In a nutshell, hot yoga (or hatha yoga) involves performing all the yoga postures in a heated room. There are two kinds of hatha yoga: vinyasa yoga which is characterized by flowing postures, and bikram yoga which involves static asanas.
Hot yoga or hatha yoga is very intense, and will leave you drenched in sweat and as tired as if you’d done a three-hour workout. But followers say it’s one of the most cleansing and stimulating workouts. Read on to find out if it’s for you or if you should look into other kinds of yoga.
Benefits of hot yoga
What is so beneficial about exercising in a hot room? When your body is cold your muscles contract. That’s why you need to warm up before exercise: you want to loosen up the muscles so that there’s less resistance to movement. But in a yoga class, the heat is generated from within the body (exercise) and from the environment, and this helps you go through pose to pose with less chance of injuring yourself.
The heat also helps your body’s other organs and overall system too. The heart rates goes up, which leads to faster weight loss. It also stimulates the heart to strengthen its contractions—exercising your heart and making it stronger in a kind of ‘cardiovascular workout.’
The heat is also great for detoxification because it speeds up your body’s metabolic processes. Your body is better able flush out the toxins. That’s because many toxins are encapsulated in fat and stored in the body. Since the heat stimulates fat receptors, it helps burn fat and release fat-soluble toxins.

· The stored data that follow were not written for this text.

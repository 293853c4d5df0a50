//! Buffer entities.
//!
//! A [`Buffer`] is a pooled record: the Vulkan handle, its VMA allocation,
//! size, usage and memory properties, plus the persistently mapped pointer
//! when the storage class is host-visible.
//!
//! # Memory access
//!
//! Host-visible buffers are persistently mapped at creation. Use
//! [`as_slice`](Buffer::as_slice) / [`as_slice_mut`](Buffer::as_slice_mut)
//! for CPU access and flush through the context for non-coherent memory.
//! The caller owns the discipline of not writing a range a submitted frame
//! still reads.

use ash::vk;

use crate::types::{BufferUsage, StorageClass};

/// A pooled buffer resource.
pub struct Buffer {
    pub(crate) buffer: vk::Buffer,
    pub(crate) allocation: Option<vk_mem::Allocation>,
    pub(crate) size: vk::DeviceSize,
    pub(crate) usage: BufferUsage,
    pub(crate) storage: StorageClass,
    pub(crate) memory_properties: vk::MemoryPropertyFlags,
    /// Set iff the backing memory is host-visible.
    pub(crate) mapped: *mut u8,
    pub(crate) device_address: vk::DeviceAddress,
    pub(crate) debug_name: String,
}

impl Default for Buffer {
    fn default() -> Self {
        Self {
            buffer: vk::Buffer::null(),
            allocation: None,
            size: 0,
            usage: BufferUsage::empty(),
            storage: StorageClass::DeviceLocal,
            memory_properties: vk::MemoryPropertyFlags::empty(),
            mapped: std::ptr::null_mut(),
            device_address: 0,
            debug_name: String::new(),
        }
    }
}

impl std::fmt::Debug for Buffer {
    fn fmt(&self, f: &mut std::fmt::Formatter<'_>) -> std::fmt::Result {
        f.debug_struct("Buffer")
            .field("size", &self.size)
            .field("usage", &self.usage)
            .field("storage", &self.storage)
            .field("debug_name", &self.debug_name)
            .finish_non_exhaustive()
    }
}

impl PartialEq for Buffer {
    fn eq(&self, other: &Self) -> bool {
        self.buffer == other.buffer
    }
}

impl Buffer {
    pub fn raw(&self) -> vk::Buffer {
        self.buffer
    }

    pub fn size(&self) -> vk::DeviceSize {
        self.size
    }

    pub fn usage(&self) -> BufferUsage {
        self.usage
    }

    pub fn storage_class(&self) -> StorageClass {
        self.storage
    }

    /// Buffer device address, 0 unless created with
    /// [`BufferUsage::DEVICE_ADDRESS`].
    pub fn gpu_address(&self) -> vk::DeviceAddress {
        self.device_address
    }

    pub fn is_host_visible(&self) -> bool {
        !self.mapped.is_null()
    }

    pub fn is_coherent(&self) -> bool {
        self.memory_properties
            .contains(vk::MemoryPropertyFlags::HOST_COHERENT)
    }

    /// Read view of the mapped memory, `None` for device-local buffers.
    pub fn as_slice(&self) -> Option<&[u8]> {
        if self.mapped.is_null() {
            return None;
        }
        Some(unsafe { std::slice::from_raw_parts(self.mapped, self.size as usize) })
    }

    /// Write view of the mapped memory, `None` for device-local buffers.
    pub fn as_slice_mut(&mut self) -> Option<&mut [u8]> {
        if self.mapped.is_null() {
            return None;
        }
        Some(unsafe { std::slice::from_raw_parts_mut(self.mapped, self.size as usize) })
    }
}

#[cfg(test)]
mod tests {
    use super::*;

    #[test]
    fn default_buffer_is_not_mapped() {
        let buffer = Buffer::default();
        assert!(!buffer.is_host_visible());
        assert!(buffer.as_slice().is_none());
        assert_eq!(buffer.gpu_address(), 0);
    }
}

Precautions during hot yoga
One of the risks of hot yoga is dehydration and heat exhaustion. Pay attention to your body. Don’t force yourself to finish a class if you think you need to rest. Stop to cool off and rehydrate.
This exercise requires a lot of balance and self-awareness as you learn to manage the discomfort you push your body to the edge while being attuned to your needs.
Other great tips is to drink water all throughout the day, and not just right before your yoga class. Too much water can add to your discomfort level. It’ also advisable to have your last heavy meal two hours before class, and to eat food that is easily digested (ex: not steak or beef, but vegetables and fish).